→ **What is being asked**
The word "PathBuf" marks the lines to keep; find each one in the data and copy it.

Dataset entries:
▽

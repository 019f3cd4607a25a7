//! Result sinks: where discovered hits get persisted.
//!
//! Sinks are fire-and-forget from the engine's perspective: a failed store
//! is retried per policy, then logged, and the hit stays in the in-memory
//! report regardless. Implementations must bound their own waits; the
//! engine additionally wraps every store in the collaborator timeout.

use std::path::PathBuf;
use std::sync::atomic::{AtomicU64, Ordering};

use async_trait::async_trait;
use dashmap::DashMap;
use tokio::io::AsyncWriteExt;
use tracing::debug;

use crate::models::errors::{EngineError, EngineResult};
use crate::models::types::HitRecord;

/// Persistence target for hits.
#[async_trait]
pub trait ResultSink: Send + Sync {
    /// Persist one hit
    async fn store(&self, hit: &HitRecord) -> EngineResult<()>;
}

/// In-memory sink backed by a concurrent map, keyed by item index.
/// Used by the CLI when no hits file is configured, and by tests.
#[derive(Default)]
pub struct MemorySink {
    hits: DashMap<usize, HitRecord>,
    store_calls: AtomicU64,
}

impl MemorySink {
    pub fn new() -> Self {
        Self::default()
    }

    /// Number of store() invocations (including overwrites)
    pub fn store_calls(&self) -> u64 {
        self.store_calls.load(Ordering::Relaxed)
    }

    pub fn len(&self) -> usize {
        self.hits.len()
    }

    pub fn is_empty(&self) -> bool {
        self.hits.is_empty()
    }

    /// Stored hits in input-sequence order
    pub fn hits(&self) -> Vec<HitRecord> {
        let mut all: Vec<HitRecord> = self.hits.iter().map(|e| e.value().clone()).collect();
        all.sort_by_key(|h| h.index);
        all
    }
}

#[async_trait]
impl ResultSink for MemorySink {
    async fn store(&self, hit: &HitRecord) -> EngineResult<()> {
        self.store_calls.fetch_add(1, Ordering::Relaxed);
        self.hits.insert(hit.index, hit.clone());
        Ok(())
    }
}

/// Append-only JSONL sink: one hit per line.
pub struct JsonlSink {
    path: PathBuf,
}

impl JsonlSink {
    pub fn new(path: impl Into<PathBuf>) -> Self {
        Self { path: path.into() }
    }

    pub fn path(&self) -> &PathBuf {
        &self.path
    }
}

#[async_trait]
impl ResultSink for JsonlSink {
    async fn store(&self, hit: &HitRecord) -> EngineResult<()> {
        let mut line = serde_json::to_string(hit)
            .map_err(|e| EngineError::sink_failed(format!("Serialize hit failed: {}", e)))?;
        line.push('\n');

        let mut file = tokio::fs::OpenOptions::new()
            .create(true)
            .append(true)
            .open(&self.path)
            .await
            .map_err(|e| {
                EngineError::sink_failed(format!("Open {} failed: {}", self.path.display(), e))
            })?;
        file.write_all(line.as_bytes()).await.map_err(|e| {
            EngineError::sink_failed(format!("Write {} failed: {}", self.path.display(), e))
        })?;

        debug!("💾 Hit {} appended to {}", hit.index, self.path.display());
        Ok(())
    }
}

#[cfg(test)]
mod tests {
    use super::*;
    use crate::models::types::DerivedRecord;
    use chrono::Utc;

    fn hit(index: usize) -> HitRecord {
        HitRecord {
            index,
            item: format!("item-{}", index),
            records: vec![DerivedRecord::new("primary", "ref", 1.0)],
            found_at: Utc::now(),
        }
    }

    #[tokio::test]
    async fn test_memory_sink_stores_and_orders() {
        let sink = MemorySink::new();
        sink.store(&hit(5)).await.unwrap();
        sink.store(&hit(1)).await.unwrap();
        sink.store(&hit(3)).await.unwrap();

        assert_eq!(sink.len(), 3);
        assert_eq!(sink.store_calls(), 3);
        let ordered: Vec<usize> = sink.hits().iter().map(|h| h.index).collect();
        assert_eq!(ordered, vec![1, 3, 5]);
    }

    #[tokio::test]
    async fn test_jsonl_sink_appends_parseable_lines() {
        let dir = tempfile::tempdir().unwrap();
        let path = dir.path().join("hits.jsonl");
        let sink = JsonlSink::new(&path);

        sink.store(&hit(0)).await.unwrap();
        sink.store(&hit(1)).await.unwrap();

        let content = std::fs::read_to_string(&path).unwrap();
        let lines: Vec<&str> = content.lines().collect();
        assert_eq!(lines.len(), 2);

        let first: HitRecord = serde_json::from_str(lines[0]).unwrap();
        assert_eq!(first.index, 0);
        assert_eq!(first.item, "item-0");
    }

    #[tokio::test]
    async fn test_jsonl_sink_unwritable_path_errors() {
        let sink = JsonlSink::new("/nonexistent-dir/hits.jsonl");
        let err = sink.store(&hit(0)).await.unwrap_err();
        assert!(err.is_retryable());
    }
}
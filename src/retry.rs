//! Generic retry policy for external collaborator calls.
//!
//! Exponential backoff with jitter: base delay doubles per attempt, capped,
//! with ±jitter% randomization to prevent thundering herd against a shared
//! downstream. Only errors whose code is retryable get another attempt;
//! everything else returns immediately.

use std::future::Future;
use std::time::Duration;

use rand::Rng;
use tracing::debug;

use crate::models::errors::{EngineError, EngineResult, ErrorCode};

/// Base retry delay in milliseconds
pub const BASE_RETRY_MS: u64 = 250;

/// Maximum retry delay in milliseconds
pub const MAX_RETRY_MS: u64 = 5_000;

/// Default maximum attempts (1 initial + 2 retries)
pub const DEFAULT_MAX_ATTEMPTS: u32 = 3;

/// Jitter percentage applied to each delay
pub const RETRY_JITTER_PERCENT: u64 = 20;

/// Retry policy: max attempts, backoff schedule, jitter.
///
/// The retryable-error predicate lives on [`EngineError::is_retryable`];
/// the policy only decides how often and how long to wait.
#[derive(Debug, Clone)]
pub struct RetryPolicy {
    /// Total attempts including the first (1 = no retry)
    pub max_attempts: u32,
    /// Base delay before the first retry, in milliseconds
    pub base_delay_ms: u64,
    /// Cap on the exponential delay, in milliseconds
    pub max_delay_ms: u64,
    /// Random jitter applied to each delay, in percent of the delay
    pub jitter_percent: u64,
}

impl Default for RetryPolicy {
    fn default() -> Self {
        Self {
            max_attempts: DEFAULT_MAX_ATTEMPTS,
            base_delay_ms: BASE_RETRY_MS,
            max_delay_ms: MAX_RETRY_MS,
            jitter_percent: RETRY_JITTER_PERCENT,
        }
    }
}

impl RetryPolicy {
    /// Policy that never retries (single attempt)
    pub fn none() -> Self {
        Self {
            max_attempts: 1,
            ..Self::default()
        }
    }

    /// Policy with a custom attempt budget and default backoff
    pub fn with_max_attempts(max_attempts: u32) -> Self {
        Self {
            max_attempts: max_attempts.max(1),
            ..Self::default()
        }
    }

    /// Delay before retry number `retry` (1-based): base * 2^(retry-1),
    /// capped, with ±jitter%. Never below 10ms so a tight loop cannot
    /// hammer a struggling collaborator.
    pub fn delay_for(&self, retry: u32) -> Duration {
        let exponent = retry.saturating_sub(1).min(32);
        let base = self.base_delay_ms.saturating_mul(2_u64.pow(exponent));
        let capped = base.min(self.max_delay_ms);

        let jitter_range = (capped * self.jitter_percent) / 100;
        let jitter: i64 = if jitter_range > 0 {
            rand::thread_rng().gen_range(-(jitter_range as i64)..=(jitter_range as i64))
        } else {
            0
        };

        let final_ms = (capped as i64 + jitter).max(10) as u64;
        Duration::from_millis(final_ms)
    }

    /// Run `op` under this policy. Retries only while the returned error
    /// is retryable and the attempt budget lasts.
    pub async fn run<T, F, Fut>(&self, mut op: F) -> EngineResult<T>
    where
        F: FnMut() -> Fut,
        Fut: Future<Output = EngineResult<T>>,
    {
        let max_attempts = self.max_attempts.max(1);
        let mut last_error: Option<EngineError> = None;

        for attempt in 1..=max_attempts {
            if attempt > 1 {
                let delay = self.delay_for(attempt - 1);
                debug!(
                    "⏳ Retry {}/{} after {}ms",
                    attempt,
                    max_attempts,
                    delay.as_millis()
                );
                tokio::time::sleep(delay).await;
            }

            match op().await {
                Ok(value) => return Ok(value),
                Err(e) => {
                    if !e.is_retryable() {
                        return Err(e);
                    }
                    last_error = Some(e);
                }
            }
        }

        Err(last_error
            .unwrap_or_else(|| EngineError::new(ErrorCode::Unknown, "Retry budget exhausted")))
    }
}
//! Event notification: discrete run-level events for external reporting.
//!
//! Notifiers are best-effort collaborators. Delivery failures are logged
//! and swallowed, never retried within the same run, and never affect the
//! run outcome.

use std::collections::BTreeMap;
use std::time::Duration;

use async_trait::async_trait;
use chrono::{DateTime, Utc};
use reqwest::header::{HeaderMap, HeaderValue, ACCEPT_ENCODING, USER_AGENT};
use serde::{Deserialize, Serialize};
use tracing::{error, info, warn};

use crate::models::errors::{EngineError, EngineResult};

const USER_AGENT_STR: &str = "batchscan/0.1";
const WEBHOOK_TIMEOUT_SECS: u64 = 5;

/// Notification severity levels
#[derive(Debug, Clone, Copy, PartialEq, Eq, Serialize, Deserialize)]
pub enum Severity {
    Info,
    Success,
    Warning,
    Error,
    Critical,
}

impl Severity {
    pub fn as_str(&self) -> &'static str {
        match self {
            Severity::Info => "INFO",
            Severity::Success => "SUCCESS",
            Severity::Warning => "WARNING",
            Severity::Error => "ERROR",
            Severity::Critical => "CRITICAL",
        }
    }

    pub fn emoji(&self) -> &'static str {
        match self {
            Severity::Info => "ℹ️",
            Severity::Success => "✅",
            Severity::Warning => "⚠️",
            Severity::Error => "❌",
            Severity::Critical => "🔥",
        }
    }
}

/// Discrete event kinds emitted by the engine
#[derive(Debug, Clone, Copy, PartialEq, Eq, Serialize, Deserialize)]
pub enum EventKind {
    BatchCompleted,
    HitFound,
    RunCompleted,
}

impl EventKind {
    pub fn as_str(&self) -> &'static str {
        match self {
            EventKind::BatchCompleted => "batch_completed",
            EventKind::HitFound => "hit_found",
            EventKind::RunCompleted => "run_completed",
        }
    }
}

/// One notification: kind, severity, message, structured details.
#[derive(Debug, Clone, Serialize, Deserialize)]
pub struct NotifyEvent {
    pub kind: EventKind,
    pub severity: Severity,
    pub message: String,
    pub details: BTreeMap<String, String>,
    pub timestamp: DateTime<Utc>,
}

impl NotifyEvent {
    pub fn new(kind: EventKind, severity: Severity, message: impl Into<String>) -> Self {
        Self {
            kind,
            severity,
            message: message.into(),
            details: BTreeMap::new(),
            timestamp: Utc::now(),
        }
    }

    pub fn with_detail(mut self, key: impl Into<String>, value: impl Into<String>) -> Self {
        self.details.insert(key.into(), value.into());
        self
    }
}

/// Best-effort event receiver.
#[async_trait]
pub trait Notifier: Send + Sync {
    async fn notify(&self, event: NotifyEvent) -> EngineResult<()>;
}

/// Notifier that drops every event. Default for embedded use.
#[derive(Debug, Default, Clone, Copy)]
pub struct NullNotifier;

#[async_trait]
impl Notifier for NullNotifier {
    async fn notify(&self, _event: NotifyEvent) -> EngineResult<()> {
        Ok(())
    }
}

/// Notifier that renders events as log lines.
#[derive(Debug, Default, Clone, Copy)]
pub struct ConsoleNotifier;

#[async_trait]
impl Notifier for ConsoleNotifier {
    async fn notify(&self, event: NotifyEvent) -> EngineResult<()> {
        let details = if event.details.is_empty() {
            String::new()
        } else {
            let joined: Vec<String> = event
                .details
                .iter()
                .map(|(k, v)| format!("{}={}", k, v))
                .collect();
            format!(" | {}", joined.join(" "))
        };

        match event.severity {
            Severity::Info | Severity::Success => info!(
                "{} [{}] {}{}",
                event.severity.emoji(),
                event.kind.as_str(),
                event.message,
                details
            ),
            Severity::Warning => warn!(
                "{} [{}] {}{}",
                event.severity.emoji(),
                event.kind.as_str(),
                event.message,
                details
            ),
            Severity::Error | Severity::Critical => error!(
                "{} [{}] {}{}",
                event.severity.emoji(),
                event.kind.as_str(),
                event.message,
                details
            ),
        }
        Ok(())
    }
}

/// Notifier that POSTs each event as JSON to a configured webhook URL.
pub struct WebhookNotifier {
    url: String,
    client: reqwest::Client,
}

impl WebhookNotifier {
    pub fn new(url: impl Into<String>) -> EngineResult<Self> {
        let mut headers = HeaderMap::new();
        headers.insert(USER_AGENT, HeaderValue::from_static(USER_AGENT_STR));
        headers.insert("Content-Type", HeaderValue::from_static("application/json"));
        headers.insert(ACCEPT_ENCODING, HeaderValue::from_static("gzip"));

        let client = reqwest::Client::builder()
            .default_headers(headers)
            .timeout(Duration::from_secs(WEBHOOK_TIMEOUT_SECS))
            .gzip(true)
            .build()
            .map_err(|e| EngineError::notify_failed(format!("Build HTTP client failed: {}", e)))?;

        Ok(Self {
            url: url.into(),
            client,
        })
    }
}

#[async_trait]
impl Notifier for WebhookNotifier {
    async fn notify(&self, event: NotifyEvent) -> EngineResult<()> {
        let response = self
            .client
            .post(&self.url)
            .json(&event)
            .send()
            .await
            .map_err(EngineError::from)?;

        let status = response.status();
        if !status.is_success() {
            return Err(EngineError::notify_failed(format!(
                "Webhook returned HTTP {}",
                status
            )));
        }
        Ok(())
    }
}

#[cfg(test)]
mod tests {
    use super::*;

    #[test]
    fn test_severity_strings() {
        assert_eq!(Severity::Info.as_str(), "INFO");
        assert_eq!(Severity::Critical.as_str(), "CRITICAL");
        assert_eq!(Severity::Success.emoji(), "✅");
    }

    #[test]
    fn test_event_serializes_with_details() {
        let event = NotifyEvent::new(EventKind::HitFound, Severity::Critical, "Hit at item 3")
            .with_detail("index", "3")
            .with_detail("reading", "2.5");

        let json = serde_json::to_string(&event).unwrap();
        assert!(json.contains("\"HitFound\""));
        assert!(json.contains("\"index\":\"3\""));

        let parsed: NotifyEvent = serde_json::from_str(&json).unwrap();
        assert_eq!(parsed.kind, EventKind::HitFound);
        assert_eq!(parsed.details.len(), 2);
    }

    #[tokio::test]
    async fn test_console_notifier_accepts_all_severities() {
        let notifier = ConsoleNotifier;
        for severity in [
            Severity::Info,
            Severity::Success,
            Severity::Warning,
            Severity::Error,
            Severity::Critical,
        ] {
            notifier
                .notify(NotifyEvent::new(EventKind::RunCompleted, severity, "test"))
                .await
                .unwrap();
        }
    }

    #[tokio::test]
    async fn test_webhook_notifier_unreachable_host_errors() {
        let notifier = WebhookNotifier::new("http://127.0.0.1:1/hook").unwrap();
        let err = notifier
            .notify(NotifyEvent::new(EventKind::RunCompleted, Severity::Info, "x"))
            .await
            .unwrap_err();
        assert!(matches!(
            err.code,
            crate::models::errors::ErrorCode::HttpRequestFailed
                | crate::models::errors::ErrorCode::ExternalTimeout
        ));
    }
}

△

→ **Answer for the task**
use std::path::PathBuf;
    path: PathBuf,
    pub fn new(path: impl Into<PathBuf>) -> Self {
    pub fn path(&self) -> &PathBuf {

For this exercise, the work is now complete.